The conclusions of this study are as follows:

• This study used a triaxial accelerometer to measure the vibration signals of dental handpieces under the free-running condition. The collected data were subjected to the FFT, after which the frequency spectrum of the rotation speed was plotted. Subsequently, the amplitudes of CFs and the main rotation speed frequency were identified in the frequency domain and compared to obtain two critical CFs related to the SOHs of the dental handpieces. These CFs were used as indices for predicting the RUL and assessing the degradation of the handpiece.
• This study established an LSTM model with the many-to-one structure that can store and transfer memories and an LR prediction model that cannot store memories to predict the SOHs of the dental handpieces. These models exhibited favorable prediction results. However, the LSTM model had a lower mean square error than the LR model did, which indicates that the LSTM model could monitor the SOH for a long time. The aforementioned LSTM model can be used to predict the RULs of clinical dental handpieces with high accuracy.

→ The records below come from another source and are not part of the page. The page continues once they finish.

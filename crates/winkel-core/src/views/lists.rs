//! Overview of all lists.

use crate::backend::Backend;
use crate::error::ActionError;
use crate::model::{RowId, ShoppingList};

use super::{action, not_found};

pub struct ListsView<B> {
    backend: B,
    pub lists: Vec<ShoppingList>,
    pub error: Option<String>,
}

impl<B: Backend> ListsView<B> {
    pub fn new(backend: B) -> Self {
        Self {
            backend,
            lists: Vec::new(),
            error: None,
        }
    }

    /// Fetches all lists. On failure the previous lists stay and `error` is set.
    pub fn load(&mut self) -> bool {
        self.error = None;
        tracing::debug!("fetching lists");
        match self.backend.list_lists() {
            Ok(lists) => {
                if lists.is_empty() {
                    tracing::warn!("no lists returned from backend");
                }
                self.lists = lists;
                true
            }
            Err(e) => {
                tracing::error!("error loading lists: {}", e);
                self.error = Some(format!("could not load lists: {}", e));
                false
            }
        }
    }

    pub fn find(&self, id: &RowId) -> Option<&ShoppingList> {
        self.lists.iter().find(|l| &l.id == id)
    }

    /// Creates a list and reloads. Returns `false` without a call for a blank name.
    pub fn create_list(&mut self, name: &str) -> Result<bool, ActionError> {
        let name = name.trim();
        if name.is_empty() {
            return Ok(false);
        }
        self.backend
            .create_list(name)
            .map_err(action("could not create list"))?;
        self.load();
        Ok(true)
    }

    /// Adds a product to one of the loaded lists and returns the confirmation text.
    /// The overview is not reloaded. `None` for a blank name.
    pub fn add_product(
        &mut self,
        list_id: &RowId,
        name: &str,
    ) -> Result<Option<String>, ActionError> {
        let name = name.trim();
        if name.is_empty() {
            return Ok(None);
        }
        let list = self
            .find(list_id)
            .cloned()
            .ok_or_else(|| not_found("list", list_id))
            .map_err(action("could not add product"))?;
        self.backend
            .create_product(name, &list.id)
            .map_err(action("could not add product"))?;
        Ok(Some(format!("product added to {}", list.name)))
    }

    /// Deletes a list and reloads.
    pub fn delete_list(&mut self, list_id: &RowId) -> Result<(), ActionError> {
        self.backend
            .delete_list(list_id)
            .map_err(action("could not delete list"))?;
        self.load();
        Ok(())
    }
}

• An LSTM model with the many-to-many structure was used to predict the SOHs of unknown cycles. The obtained output was then used as the input for the next unknown cycle; thus, iterations were executed. Although the aforementioned LSTM model did not provide highly accurate results for the later cycles (with respect to the real HI), the model could favorably reveal the gradual degradation of the dental handpieces in the middle cycles.